* [Your instructions]:
Could you filter the material and copy every line where the word "content" occurs?
-- Entries supplied follows --
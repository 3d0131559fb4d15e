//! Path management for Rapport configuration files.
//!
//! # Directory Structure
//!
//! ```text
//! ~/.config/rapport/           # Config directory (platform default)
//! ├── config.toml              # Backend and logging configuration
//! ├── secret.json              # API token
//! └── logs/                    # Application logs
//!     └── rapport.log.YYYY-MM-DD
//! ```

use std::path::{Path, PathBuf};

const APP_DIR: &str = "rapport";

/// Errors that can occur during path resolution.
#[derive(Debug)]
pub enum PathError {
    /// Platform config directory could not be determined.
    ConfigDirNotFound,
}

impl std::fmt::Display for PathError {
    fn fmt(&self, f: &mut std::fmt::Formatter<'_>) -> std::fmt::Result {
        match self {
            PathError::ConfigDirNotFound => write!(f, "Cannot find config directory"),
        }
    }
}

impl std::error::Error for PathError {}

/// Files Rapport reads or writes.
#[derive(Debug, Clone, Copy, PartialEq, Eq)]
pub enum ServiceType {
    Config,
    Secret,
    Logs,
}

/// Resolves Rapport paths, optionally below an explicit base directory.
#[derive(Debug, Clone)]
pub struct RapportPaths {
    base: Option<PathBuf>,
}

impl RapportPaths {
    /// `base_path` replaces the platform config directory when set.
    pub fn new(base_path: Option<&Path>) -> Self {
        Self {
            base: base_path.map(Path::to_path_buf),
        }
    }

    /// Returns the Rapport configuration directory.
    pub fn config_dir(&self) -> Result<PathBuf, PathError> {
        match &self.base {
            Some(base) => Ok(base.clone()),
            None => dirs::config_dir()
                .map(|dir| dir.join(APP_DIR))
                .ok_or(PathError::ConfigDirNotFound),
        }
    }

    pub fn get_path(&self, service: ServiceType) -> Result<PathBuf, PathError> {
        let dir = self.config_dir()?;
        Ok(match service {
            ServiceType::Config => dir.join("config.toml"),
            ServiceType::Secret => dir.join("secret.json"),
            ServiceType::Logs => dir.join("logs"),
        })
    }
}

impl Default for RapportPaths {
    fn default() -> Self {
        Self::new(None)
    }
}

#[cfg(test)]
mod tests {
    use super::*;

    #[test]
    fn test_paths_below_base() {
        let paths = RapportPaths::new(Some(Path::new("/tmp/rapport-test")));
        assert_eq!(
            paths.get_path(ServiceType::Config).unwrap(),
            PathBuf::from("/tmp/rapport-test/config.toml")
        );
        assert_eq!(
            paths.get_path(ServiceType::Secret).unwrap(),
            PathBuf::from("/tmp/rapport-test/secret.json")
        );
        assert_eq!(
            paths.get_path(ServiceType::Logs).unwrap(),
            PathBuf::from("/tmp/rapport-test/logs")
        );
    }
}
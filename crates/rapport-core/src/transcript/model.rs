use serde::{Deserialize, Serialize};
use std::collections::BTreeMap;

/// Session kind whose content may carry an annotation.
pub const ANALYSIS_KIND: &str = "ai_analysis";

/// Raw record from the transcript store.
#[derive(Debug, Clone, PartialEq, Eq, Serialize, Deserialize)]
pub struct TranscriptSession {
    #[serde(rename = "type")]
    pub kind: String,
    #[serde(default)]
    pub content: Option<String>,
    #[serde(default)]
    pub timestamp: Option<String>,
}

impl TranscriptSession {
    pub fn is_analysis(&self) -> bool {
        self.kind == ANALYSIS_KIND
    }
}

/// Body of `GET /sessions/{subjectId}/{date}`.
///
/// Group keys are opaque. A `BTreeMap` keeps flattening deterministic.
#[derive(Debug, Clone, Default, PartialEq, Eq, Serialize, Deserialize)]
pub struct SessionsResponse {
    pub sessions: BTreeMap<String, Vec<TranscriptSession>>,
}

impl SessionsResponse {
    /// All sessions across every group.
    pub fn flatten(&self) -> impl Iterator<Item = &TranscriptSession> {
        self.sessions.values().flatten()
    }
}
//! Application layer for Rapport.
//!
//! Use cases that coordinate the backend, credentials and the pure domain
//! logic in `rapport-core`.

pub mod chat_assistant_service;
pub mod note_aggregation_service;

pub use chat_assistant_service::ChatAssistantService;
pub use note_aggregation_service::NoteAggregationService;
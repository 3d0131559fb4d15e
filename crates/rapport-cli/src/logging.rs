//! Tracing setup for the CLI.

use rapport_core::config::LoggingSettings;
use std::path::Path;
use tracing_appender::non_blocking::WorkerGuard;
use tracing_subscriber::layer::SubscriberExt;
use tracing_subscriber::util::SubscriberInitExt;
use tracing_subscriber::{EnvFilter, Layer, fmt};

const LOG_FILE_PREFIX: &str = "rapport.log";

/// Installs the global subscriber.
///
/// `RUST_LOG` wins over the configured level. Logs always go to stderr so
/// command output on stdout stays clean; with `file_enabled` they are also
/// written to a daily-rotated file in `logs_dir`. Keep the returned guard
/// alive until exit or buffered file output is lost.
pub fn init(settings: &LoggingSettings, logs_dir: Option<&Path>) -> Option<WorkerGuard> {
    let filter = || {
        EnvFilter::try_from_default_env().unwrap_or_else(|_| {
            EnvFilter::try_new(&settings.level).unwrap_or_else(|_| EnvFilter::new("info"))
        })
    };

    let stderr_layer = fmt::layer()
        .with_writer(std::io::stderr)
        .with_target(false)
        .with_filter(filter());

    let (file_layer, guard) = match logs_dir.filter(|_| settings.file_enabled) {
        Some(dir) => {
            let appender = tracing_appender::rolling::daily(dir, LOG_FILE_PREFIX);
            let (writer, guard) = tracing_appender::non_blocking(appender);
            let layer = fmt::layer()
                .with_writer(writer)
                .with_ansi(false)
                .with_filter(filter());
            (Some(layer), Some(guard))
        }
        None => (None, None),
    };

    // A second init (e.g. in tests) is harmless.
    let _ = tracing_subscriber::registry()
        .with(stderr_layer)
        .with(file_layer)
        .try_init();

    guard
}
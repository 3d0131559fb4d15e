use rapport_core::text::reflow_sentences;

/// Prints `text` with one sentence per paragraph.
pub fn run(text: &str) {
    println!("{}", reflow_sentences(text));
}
-- Entries supplied concluded --
-- Entries supplied follows --
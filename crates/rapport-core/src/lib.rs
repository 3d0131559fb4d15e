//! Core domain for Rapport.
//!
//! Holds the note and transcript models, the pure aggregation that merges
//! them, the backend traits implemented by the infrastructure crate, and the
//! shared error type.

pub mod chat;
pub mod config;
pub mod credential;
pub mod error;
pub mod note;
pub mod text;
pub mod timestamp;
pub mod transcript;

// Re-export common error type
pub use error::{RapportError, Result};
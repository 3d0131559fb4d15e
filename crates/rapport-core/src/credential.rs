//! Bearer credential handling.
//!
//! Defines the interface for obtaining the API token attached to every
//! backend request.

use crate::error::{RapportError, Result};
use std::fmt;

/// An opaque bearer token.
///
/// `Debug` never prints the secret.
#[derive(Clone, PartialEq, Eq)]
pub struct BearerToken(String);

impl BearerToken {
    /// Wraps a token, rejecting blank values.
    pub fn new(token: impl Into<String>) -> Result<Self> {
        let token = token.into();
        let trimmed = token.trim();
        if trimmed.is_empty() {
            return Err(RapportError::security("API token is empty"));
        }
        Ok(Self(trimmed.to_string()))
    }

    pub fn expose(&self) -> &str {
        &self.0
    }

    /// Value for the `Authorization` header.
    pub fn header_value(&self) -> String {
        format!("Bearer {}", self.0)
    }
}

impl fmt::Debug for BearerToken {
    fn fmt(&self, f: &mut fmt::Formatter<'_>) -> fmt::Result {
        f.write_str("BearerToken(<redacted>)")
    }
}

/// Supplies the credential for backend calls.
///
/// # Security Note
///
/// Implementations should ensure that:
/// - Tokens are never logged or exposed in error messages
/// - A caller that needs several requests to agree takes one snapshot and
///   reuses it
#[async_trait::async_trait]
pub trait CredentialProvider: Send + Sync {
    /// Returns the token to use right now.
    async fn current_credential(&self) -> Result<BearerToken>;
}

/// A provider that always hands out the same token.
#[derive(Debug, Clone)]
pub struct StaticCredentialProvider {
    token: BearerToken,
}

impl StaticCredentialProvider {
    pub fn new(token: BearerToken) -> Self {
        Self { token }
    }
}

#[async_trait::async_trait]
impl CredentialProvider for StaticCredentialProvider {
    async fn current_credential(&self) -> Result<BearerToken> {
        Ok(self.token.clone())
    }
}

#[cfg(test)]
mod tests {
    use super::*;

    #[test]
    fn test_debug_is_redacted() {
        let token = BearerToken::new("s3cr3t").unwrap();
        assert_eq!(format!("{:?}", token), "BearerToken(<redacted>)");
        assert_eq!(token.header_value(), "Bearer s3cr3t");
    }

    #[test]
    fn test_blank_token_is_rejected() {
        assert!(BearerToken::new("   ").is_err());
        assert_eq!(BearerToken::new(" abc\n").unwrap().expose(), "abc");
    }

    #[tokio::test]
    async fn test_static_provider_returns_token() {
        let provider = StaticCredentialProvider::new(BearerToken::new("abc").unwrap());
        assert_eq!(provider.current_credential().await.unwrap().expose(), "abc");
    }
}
-- Entries supplied concluded --
* [Result for this task]:
/// Session kind whose content may carry an annotation.
    pub content: Option<String>,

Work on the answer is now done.